For a certain segment of the young and wealthy, Mexico City is an oyster waiting to open: filled with chic restaurants, poolside hotel parties and exclusive art openings.
"Mexico is the land of opportunity," says Rodrigo Peñafiel, a promoter of exclusive Mexico City parties and member of a successful water-bottling family. "The U.S. used to be, but it´s going through a crisis. Mexico is a young country, more open, more experimental, more sexual, more risk-taking."
THE GLITTERATI
And more Mexicans are actually able to afford the glittering garments parading down the runways at Fashion Week. With the passage of NAFTA the availability of luxury goods has soared in Mexico.
Just off of Avenue Presidente Masaryk, the Rodeo Drive of Mexico City, sits the Mulsanne luxury car dealership. Inside is the crown jewel, a bright yellow Lamborghini Murcielago that sells for US$300,000.
The manager, Jerónimo Irurita, says the luxury car business is tied tightly to the whims of the daily news: a rash of kidnappings will send sales plummeting (although his fleet of bulletproof cars do better in those times) .

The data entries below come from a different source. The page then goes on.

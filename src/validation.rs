//! Demo Input Validation

use regex::Regex;
use std::sync::OnceLock;

static EMAIL_PATTERN: OnceLock<Regex> = OnceLock::new();

fn email_pattern() -> &'static Regex {
    EMAIL_PATTERN.get_or_init(|| {
        Regex::new(r"^[^\s@]+@[^\s@]+\.[^\s@]+$").expect("email pattern should compile")
    })
}

/// Error text for the email demo field; empty input is not an error
pub fn email_error(value: &str) -> String {
    if value.is_empty() || email_pattern().is_match(value) {
        String::new()
    } else {
        "Please enter a valid email".to_string()
    }
}

#[cfg(test)]
mod tests {
    use super::*;

    #[test]
    fn test_email_error() {
        assert_eq!(email_error(""), "");
        assert_eq!(email_error("user@example.com"), "");
        assert_eq!(email_error("user"), "Please enter a valid email");
        assert_eq!(email_error("user@host"), "Please enter a valid email");
        assert_eq!(email_error("two words@example.com"), "Please enter a valid email");
    }
}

But worse, he says, is the threat of a left-wing government.
Irurita said that in the month leading up to the July 2 presidential election, when López Obra- dor led the polls, sales ground to a halt.
"If the left had won, many of my clients would have moved to Miami," he said. "This business would have disappeared or it would have changed to cheaper cars."

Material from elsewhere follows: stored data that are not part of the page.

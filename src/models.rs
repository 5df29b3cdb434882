//! Frontend Models
//!
//! Data structures shared by the toast components, the store and config.

use serde::{Deserialize, Serialize};

/// Toast flavour
#[derive(Debug, Clone, Copy, Default, PartialEq, Eq, Serialize, Deserialize)]
#[serde(rename_all = "lowercase")]
pub enum ToastKind {
    Success,
    Error,
    Warning,
    #[default]
    Info,
}

impl ToastKind {
    pub fn class(&self) -> &'static str {
        match self {
            ToastKind::Success => "toast--success",
            ToastKind::Error => "toast--error",
            ToastKind::Warning => "toast--warning",
            ToastKind::Info => "toast--info",
        }
    }

    /// SVG path for the leading icon
    pub fn icon_path(&self) -> &'static str {
        match self {
            ToastKind::Success => "M12 2C6.48 2 2 6.48 2 12s4.48 10 10 10 10-4.48 10-10S17.52 2 12 2zm-2 15l-5-5 1.41-1.41L10 14.17l7.59-7.59L19 8l-9 9z",
            ToastKind::Error => "M12 2C6.48 2 2 6.48 2 12s4.48 10 10 10 10-4.48 10-10S17.52 2 12 2zm1 15h-2v-2h2v2zm0-4h-2V7h2v6z",
            ToastKind::Warning => "M1 21h22L12 2 1 21zm12-3h-2v-2h2v2zm0-4h-2v-4h2v4z",
            ToastKind::Info => "M12 2C6.48 2 2 6.48 2 12s4.48 10 10 10 10-4.48 10-10S17.52 2 12 2zm1 15h-2v-6h2v6zm0-8h-2V7h2v2z",
        }
    }
}

/// Screen corner or edge a toast stack is pinned to
#[derive(Debug, Clone, Copy, Default, PartialEq, Eq, Serialize, Deserialize)]
#[serde(rename_all = "kebab-case")]
pub enum ToastPosition {
    #[default]
    TopRight,
    TopLeft,
    BottomRight,
    BottomLeft,
    TopCenter,
    BottomCenter,
}

impl ToastPosition {
    pub fn as_str(&self) -> &'static str {
        match self {
            ToastPosition::TopRight => "top-right",
            ToastPosition::TopLeft => "top-left",
            ToastPosition::BottomRight => "bottom-right",
            ToastPosition::BottomLeft => "bottom-left",
            ToastPosition::TopCenter => "top-center",
            ToastPosition::BottomCenter => "bottom-center",
        }
    }
}

/// A queued notification
#[derive(Debug, Clone, PartialEq)]
pub struct ToastEntry {
    pub id: u64,
    pub kind: ToastKind,
    pub message: String,
}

With Calderón´s victory, business picked up nicely, and the yellow Lamborghini sold quickly to a Mexico City businessman, he said.
With extreme wealth comes extreme security. A couple blocks away from the dealership is Mexico´s first bulletproof boutique.
The owner, Miguel Caballero, started his business in war-torn Colombia, but moved to Mexico City because it encompassed two perfect factors: lots of rich people and lots of violence.
The store carries leather jackets, suits, sweaters and white T-shirts made with bulletproof material sewn inside. A gabardine raincoat comes with a protection level of IIIA, meaning it stops an Uzi.
In late November, anti-explosive clothes were flying off the shelves after guerrilla groups bombed a bank and the electoral court declared Calderón president.
Such is the price of being rich in Mexico.